We are exploring options and my rheumatologist is looking at all the angles to make this work out. I may eventually have to get a port installed, which is not my favorite idea. But then again, I’m on a treatment that works for me and I’m not really willing to switch for a non-medical reason. 

The unfortunate truth is that many of us have to make treatment changes for financial, i.e., non-medical reasons. But understanding how your healthcare policy covers your treatment, either under the drug/pharmacy benefits or under the medical benefits, is a giant step in helping you make appropriate decisions both from both a medical and a financial standpoint.

This article represents the opinions, thoughts, and experiences of the author; none of this content has been paid for by any advertiser. The team does not recommend or endorse any products or treatments discussed herein. Learn more about how we maintain editorial integrity here.


  • rockcandi
    2 years ago

    Carla, thank you for posting this article. I understand better now why my rheumy made her most recent decision to start infusions if my new current pill form doesn’t help. She doesn’t think it will but we decided it was worth a try. I’ll have to have my husband miss work once a month to drive me to and from infusion clinic at rheumys hospital over an hour away from home if we must do infusions. I’m more than willing though if it will work. Anyway, what you said about meds not being on Medicare’s Part D formulary is exactly what just happened to me. I was taking Actemra injections at home once a week for 6 months and they were helping quite a bit. First med to help so much since Enbrel 3 years before that I had to stop due to it was causing my Lupus to flare. Then at the beginning of this year my prescription insurance took Actemra off their formulary. Rheumy appealed for me as I couldn’t replace Actemra with Humira like insurance suggested. They denied her appeal. So we started Xeljanz this week, which was the other med insurance suggested, even though like I said rheumy isn’t confident at all that it’ll work. If it doesn’t help at all or enough for her standards for me in 6 weeks then we will begin infusions. She didn’t say so but it must be bc of what you said about Medicare paying some or all for infusions. I hope and pray for you that you and your rheumy are able to work it out and you’re able to continue med that is helping you.

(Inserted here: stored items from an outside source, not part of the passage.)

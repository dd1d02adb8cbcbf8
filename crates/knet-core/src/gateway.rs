//! Workload API gateway
//!
//! Every component talks to the cluster through one shared
//! [`WorkloadGateway`] handle. [`crate::kube_gateway::KubeGateway`] is the
//! production implementation; tests supply an in-memory one.

use std::fmt;
use std::sync::Arc;

use async_trait::async_trait;
use futures::future::BoxFuture;
use k8s_openapi::api::apps::v1::DaemonSet;
use k8s_openapi::api::core::v1::{Pod, ServiceAccount};
use k8s_openapi::api::node::v1::RuntimeClass;
use k8s_openapi::api::rbac::v1::{ClusterRole, ClusterRoleBinding};
use tokio::io::{AsyncRead, AsyncWrite};

use crate::error::GatewayError;

/// Boxed remote-to-local byte stream.
pub type BoxedReader = Box<dyn AsyncRead + Send + Unpin>;

/// Boxed local-to-remote byte stream.
pub type BoxedWriter = Box<dyn AsyncWrite + Send + Unpin>;

/// Shared, immutable gateway handle.
pub type SharedGateway = Arc<dyn WorkloadGateway>;

/// Exit status reported by the remote side of an exec.
#[derive(Debug, Clone, PartialEq, Eq)]
pub enum RemoteStatus {
    Success,
    /// Command ran and exited non-zero.
    Exit(i32),
    /// Command was refused or aborted without an exit code.
    Failure(String),
}

/// Parameters for [`WorkloadGateway::open_exec`].
#[derive(Debug, Clone, PartialEq, Eq)]
pub struct ExecRequest {
    pub namespace: String,
    pub pod: String,
    pub container: String,
    pub command: Vec<String>,
    pub stdin: bool,
    pub stdout: bool,
    pub stderr: bool,
}

impl ExecRequest {
    /// Output-only exec, the shape used for captures.
    #[must_use]
    pub fn capture(
        namespace: impl Into<String>,
        pod: impl Into<String>,
        container: impl Into<String>,
        command: Vec<String>,
    ) -> Self {
        Self {
            namespace: namespace.into(),
            pod: pod.into(),
            container: container.into(),
            command,
            stdin: false,
            stdout: true,
            stderr: true,
        }
    }

    #[must_use]
    pub fn with_stdin(mut self, stdin: bool) -> Self {
        self.stdin = stdin;
        self
    }
}

/// Channels of an open exec. A channel is `None` when it was not requested.
///
/// `status` resolves once the remote command finishes; `None` means the
/// connection ended without an exit status.
pub struct ExecChannels {
    pub stdin: Option<BoxedWriter>,
    pub stdout: Option<BoxedReader>,
    pub stderr: Option<BoxedReader>,
    pub status: BoxFuture<'static, Option<RemoteStatus>>,
}

impl fmt::Debug for ExecChannels {
    fn fmt(&self, f: &mut fmt::Formatter<'_>) -> fmt::Result {
        f.debug_struct("ExecChannels")
            .field("stdin", &self.stdin.is_some())
            .field("stdout", &self.stdout.is_some())
            .field("stderr", &self.stderr.is_some())
            .finish_non_exhaustive()
    }
}

/// Kinds of object the fleet lifecycle creates and deletes.
#[derive(Debug, Clone, Copy, PartialEq, Eq, Hash)]
pub enum ResourceKind {
    ServiceAccount,
    ClusterRole,
    ClusterRoleBinding,
    DaemonSet,
    RuntimeClass,
}

impl ResourceKind {
    #[must_use]
    pub const fn as_str(self) -> &'static str {
        match self {
            Self::ServiceAccount => "ServiceAccount",
            Self::ClusterRole => "ClusterRole",
            Self::ClusterRoleBinding => "ClusterRoleBinding",
            Self::DaemonSet => "DaemonSet",
            Self::RuntimeClass => "RuntimeClass",
        }
    }

    /// Whether objects of this kind live in a namespace.
    #[must_use]
    pub const fn is_namespaced(self) -> bool {
        matches!(self, Self::ServiceAccount | Self::DaemonSet)
    }
}

impl fmt::Display for ResourceKind {
    fn fmt(&self, f: &mut fmt::Formatter<'_>) -> fmt::Result {
        f.write_str(self.as_str())
    }
}

/// Reference to a fleet object for deletion.
#[derive(Debug, Clone, PartialEq, Eq, Hash)]
pub struct ResourceRef {
    pub kind: ResourceKind,
    /// `None` for cluster-scoped kinds.
    pub namespace: Option<String>,
    pub name: String,
}

impl fmt::Display for ResourceRef {
    fn fmt(&self, f: &mut fmt::Formatter<'_>) -> fmt::Result {
        match &self.namespace {
            Some(ns) => write!(f, "{} {ns}/{}", self.kind, self.name),
            None => write!(f, "{} {}", self.kind, self.name),
        }
    }
}

/// Typed fleet object for creation.
#[derive(Debug, Clone)]
pub enum FleetResource {
    ServiceAccount(ServiceAccount),
    ClusterRole(ClusterRole),
    ClusterRoleBinding(ClusterRoleBinding),
    DaemonSet(DaemonSet),
    RuntimeClass(RuntimeClass),
}

impl FleetResource {
    #[must_use]
    pub fn kind(&self) -> ResourceKind {
        match self {
            Self::ServiceAccount(_) => ResourceKind::ServiceAccount,
            Self::ClusterRole(_) => ResourceKind::ClusterRole,
            Self::ClusterRoleBinding(_) => ResourceKind::ClusterRoleBinding,
            Self::DaemonSet(_) => ResourceKind::DaemonSet,
            Self::RuntimeClass(_) => ResourceKind::RuntimeClass,
        }
    }

    /// Reference naming the same object.
    #[must_use]
    pub fn reference(&self) -> ResourceRef {
        let meta = match self {
            Self::ServiceAccount(o) => &o.metadata,
            Self::ClusterRole(o) => &o.metadata,
            Self::ClusterRoleBinding(o) => &o.metadata,
            Self::DaemonSet(o) => &o.metadata,
            Self::RuntimeClass(o) => &o.metadata,
        };
        let kind = self.kind();
        ResourceRef {
            kind,
            namespace: if kind.is_namespaced() {
                meta.namespace.clone()
            } else {
                None
            },
            name: meta.name.clone().unwrap_or_default(),
        }
    }
}

/// Access to the workload API.
#[async_trait]
pub trait WorkloadGateway: Send + Sync {
    /// Fetch one pod. Missing pods are `GatewayError::NotFound`.
    async fn get(&self, namespace: &str, name: &str) -> Result<Pod, GatewayError>;

    /// List pods matching a label selector.
    async fn list(&self, namespace: &str, label_selector: &str) -> Result<Vec<Pod>, GatewayError>;

    /// Apply a JSON merge patch to the pod's ephemeral-containers subresource.
    async fn patch_ephemeral(
        &self,
        namespace: &str,
        name: &str,
        merge_patch: &[u8],
    ) -> Result<Pod, GatewayError>;

    /// Start a command inside a container.
    async fn open_exec(&self, request: &ExecRequest) -> Result<ExecChannels, GatewayError>;

    async fn create_resource(&self, resource: &FleetResource) -> Result<(), GatewayError>;

    async fn delete_resource(&self, resource: &ResourceRef) -> Result<(), GatewayError>;
}

/// Phase string of a pod, if reported.
#[must_use]
pub fn pod_phase(pod: &Pod) -> Option<&str> {
    pod.status.as_ref().and_then(|s| s.phase.as_deref())
}

/// Pod name or an empty string.
#[must_use]
pub fn pod_name(pod: &Pod) -> &str {
    pod.metadata.name.as_deref().unwrap_or_default()
}

/// Pods in `Succeeded` or `Failed` can never run another container.
#[must_use]
pub fn is_finished(pod: &Pod) -> bool {
    matches!(pod_phase(pod), Some("Succeeded" | "Failed"))
}
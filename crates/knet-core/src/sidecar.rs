//! Sidecar descriptors
//!
//! A sidecar is an ephemeral container added to a running pod. It shares the
//! target container's process namespace and idles on `sleep` so diagnostic
//! commands can be exec'ed into it.

use std::time::Duration;

use k8s_openapi::api::core::v1::EphemeralContainer;
use uuid::Uuid;

/// Name prefix of every injected sidecar.
pub const SIDECAR_PREFIX: &str = "knet-";

/// Generate a fresh sidecar name, `knet-` plus 10 hex characters.
#[must_use]
pub fn generate_sidecar_name() -> String {
    let id = Uuid::new_v4().simple().to_string();
    format!("{SIDECAR_PREFIX}{}", &id[..10])
}

/// One ephemeral container to inject.
#[derive(Debug, Clone, PartialEq, Eq)]
pub struct SidecarDescriptor {
    pub name: String,
    pub image: String,
    pub target_container: String,
    pub lifetime: Duration,
}

impl SidecarDescriptor {
    #[must_use]
    pub fn new(
        name: impl Into<String>,
        image: impl Into<String>,
        target_container: impl Into<String>,
        lifetime: Duration,
    ) -> Self {
        Self {
            name: name.into(),
            image: image.into(),
            target_container: target_container.into(),
            lifetime,
        }
    }

    /// The API object appended to `spec.ephemeralContainers`.
    #[must_use]
    pub fn to_ephemeral_container(&self) -> EphemeralContainer {
        EphemeralContainer {
            name: self.name.clone(),
            image: Some(self.image.clone()),
            image_pull_policy: Some("IfNotPresent".to_string()),
            command: Some(vec!["sleep".to_string()]),
            args: Some(vec![self.lifetime.as_secs().to_string()]),
            target_container_name: Some(self.target_container.clone()),
            stdin: Some(false),
            tty: Some(false),
            ..EphemeralContainer::default()
        }
    }
}
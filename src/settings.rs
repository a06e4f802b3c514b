//! Algorithm settings consumed by the genetic operators.
//!
//! All fields are public, so a [`Settings`] value is usually created through
//! [`Default`] and adjusted in place:
//! ```
//! use capacity_indicators::settings::{CrossoverKind, Settings};
//! let mut settings = Settings::default();
//! settings.crossover = CrossoverKind::TwoPoint;
//! settings.cx_prob = 0.3;
//! assert!(settings.validate().is_ok());
//! ```
//! Settings can also be loaded from JSON, in which case unknown strategy names
//! are rejected while loading:
//! ```
//! use capacity_indicators::settings::{MutationKind, Settings};
//! let settings = Settings::from_json(r#"{"mutation": "PolynomialBounded", "mut_eta": 15.0}"#).unwrap();
//! assert_eq!(settings.mutation, MutationKind::PolynomialBounded);
//! assert!(Settings::from_json(r#"{"mutation": "Gaussian"}"#).is_err());
//! ```

use crate::ops::OperatorError;
use serde::{Deserialize, Serialize};
use std::fmt::{self, Display, Formatter};
use std::str::FromStr;

const DEFAULT_MUT_PROB: f64 = 0.1;
const DEFAULT_MUT_ETA: f64 = 20.0;
const DEFAULT_CX_PROB: f64 = 0.5;

/// Strategy used to draw fresh capacity indicator vectors.
#[derive(Debug, Clone, Copy, PartialEq, Eq, Default, Serialize, Deserialize)]
pub enum GenerationMethod {
    /// Uniform percent-level draws for every indicator.
    #[default]
    #[serde(rename = "random")]
    Random,
}

/// Strategy used to mutate capacity indicator vectors.
#[derive(Debug, Clone, Copy, PartialEq, Eq, Default, Serialize, Deserialize)]
pub enum MutationKind {
    /// Uniform integer mutation on the percent scale.
    #[default]
    UniformBounded,
    /// Bounded polynomial mutation on the unit scale.
    PolynomialBounded,
}

/// Strategy used to recombine two capacity indicator vectors.
#[derive(Debug, Clone, Copy, PartialEq, Eq, Default, Serialize, Deserialize)]
pub enum CrossoverKind {
    /// Swap the tails behind one cut point.
    OnePoint,
    /// Swap the segment between two cut points.
    #[serde(rename = "TowPoint", alias = "TwoPoint")]
    TwoPoint,
    /// Swap every position independently.
    #[default]
    Uniform,
}

impl GenerationMethod {
    /// Configuration name of the strategy.
    #[must_use]
    pub fn name(self) -> &'static str {
        match self {
            Self::Random => "random",
        }
    }
}

impl MutationKind {
    /// Configuration name of the strategy.
    #[must_use]
    pub fn name(self) -> &'static str {
        match self {
            Self::UniformBounded => "UniformBounded",
            Self::PolynomialBounded => "PolynomialBounded",
        }
    }
}

impl CrossoverKind {
    /// Configuration name of the strategy.
    #[must_use]
    pub fn name(self) -> &'static str {
        match self {
            Self::OnePoint => "OnePoint",
            Self::TwoPoint => "TowPoint",
            Self::Uniform => "Uniform",
        }
    }
}

impl FromStr for GenerationMethod {
    type Err = OperatorError;

    fn from_str(name: &str) -> Result<Self, Self::Err> {
        match name {
            "random" => Ok(Self::Random),
            other => Err(OperatorError::unsupported("generation", other)),
        }
    }
}

impl FromStr for MutationKind {
    type Err = OperatorError;

    fn from_str(name: &str) -> Result<Self, Self::Err> {
        match name {
            "UniformBounded" => Ok(Self::UniformBounded),
            "PolynomialBounded" => Ok(Self::PolynomialBounded),
            other => Err(OperatorError::unsupported("mutation", other)),
        }
    }
}

impl FromStr for CrossoverKind {
    type Err = OperatorError;

    fn from_str(name: &str) -> Result<Self, Self::Err> {
        match name {
            "OnePoint" => Ok(Self::OnePoint),
            "TowPoint" | "TwoPoint" => Ok(Self::TwoPoint),
            "Uniform" => Ok(Self::Uniform),
            other => Err(OperatorError::unsupported("crossover", other)),
        }
    }
}

impl Display for GenerationMethod {
    fn fmt(&self, f: &mut Formatter<'_>) -> fmt::Result {
        f.write_str(self.name())
    }
}

impl Display for MutationKind {
    fn fmt(&self, f: &mut Formatter<'_>) -> fmt::Result {
        f.write_str(self.name())
    }
}

impl Display for CrossoverKind {
    fn fmt(&self, f: &mut Formatter<'_>) -> fmt::Result {
        f.write_str(self.name())
    }
}

/// A settings object holding the operator configuration of the optimization.
#[derive(Debug, Clone, PartialEq, Serialize, Deserialize)]
#[serde(default)]
pub struct Settings {
    /// How fresh vectors are drawn
    pub generation: GenerationMethod,
    /// Mutation strategy
    pub mutation: MutationKind,
    /// Crossover strategy
    pub crossover: CrossoverKind,
    /// Per-indicator mutation probability
    pub mut_prob: f64,
    /// Distribution index of the polynomial mutation
    pub mut_eta: f64,
    /// Per-position swap probability of the uniform crossover
    pub cx_prob: f64,
}

impl Default for Settings {
    fn default() -> Self {
        Self {
            generation: GenerationMethod::Random,
            mutation: MutationKind::UniformBounded,
            crossover: CrossoverKind::Uniform,
            mut_prob: DEFAULT_MUT_PROB,
            mut_eta: DEFAULT_MUT_ETA,
            cx_prob: DEFAULT_CX_PROB,
        }
    }
}

impl Settings {
    /// Parses settings from JSON; missing fields keep their defaults.
    ///
    /// # Errors
    /// Returns [`SettingsError::Json`] for malformed input or unknown strategy
    /// names and [`SettingsError::Invalid`] for out-of-range parameters.
    pub fn from_json(json: &str) -> Result<Self, SettingsError> {
        let settings: Self = serde_json::from_str(json)?;
        settings.validate()?;
        Ok(settings)
    }

    /// Checks that every numeric parameter is usable by the operators.
    ///
    /// # Errors
    /// Returns [`OperatorError::InvalidProbability`] when a probability lies
    /// outside `[0, 1]` and [`OperatorError::InvalidDistributionIndex`] when
    /// `mut_eta` is not strictly positive.
    pub fn validate(&self) -> Result<(), OperatorError> {
        check_probability("mutation", self.mut_prob)?;
        check_probability("crossover", self.cx_prob)?;
        if !(self.mut_eta.is_finite() && self.mut_eta > 0.0) {
            return Err(OperatorError::InvalidDistributionIndex {
                operator: "polynomial mutation",
                value: self.mut_eta,
            });
        }
        Ok(())
    }
}

pub(crate) fn check_probability(operator: &'static str, value: f64) -> Result<(), OperatorError> {
    if !(value.is_finite() && (0.0..=1.0).contains(&value)) {
        return Err(OperatorError::InvalidProbability { operator, value });
    }
    Ok(())
}

/// Errors produced while loading [`Settings`].
#[derive(Debug)]
pub enum SettingsError {
    /// The JSON document could not be parsed.
    Json(serde_json::Error),
    /// The parsed settings hold unusable parameters.
    Invalid(OperatorError),
}

impl Display for SettingsError {
    fn fmt(&self, f: &mut Formatter<'_>) -> fmt::Result {
        match self {
            Self::Json(err) => write!(f, "could not parse settings: {err}"),
            Self::Invalid(err) => write!(f, "invalid settings: {err}"),
        }
    }
}

impl std::error::Error for SettingsError {
    fn source(&self) -> Option<&(dyn std::error::Error + 'static)> {
        match self {
            Self::Json(err) => Some(err),
            Self::Invalid(err) => Some(err),
        }
    }
}

impl From<serde_json::Error> for SettingsError {
    fn from(err: serde_json::Error) -> Self {
        Self::Json(err)
    }
}

impl From<OperatorError> for SettingsError {
    fn from(err: OperatorError) -> Self {
        Self::Invalid(err)
    }
}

  • Lawrence 'rick' Phillips moderator
    2 years ago

    I wish you the very best in this decision Carla.

  • CharJ
    2 years ago

    Have you discussed the possibility of using a mid line or PIC line for ongoing infusions? I had a number of patients in home care using this method when they had multiple IV drugs over a prolonged period. These are generally placed by specially trained staff in hospitals and in some physicians offices if they give alot of infusions.

  • Carla Kienast author
    2 years ago

    Char: Thanks for the suggestion and it’s on the drawing board as a possibility. Both my doctor and I hate to do this as I only have an infusion every six weeks, but I will go that route to stay on treatment if I need to. We’re going to try an interim step of switching infusion providers to see if their technicians are a bit more skilled. I have had techs start an IV on the very first try so both my doctor and I are frustrated that the current infusion folks can’t seem to come close.

  • Sneed
    2 years ago

    If you’re using pills it’s worth it to check out prices at the legitimate Canadian pharmacies. The legitimate ones will require a real prescription. The ones that do not are a crapshoot and to be avoided. My hydroxychloroquine is about $350 for 200 in the states and $86 from Canada. My insurance does not cover it so that’s a big deal. I’ve been buying from a Canadian pharmacy for years and the quality is the same as here.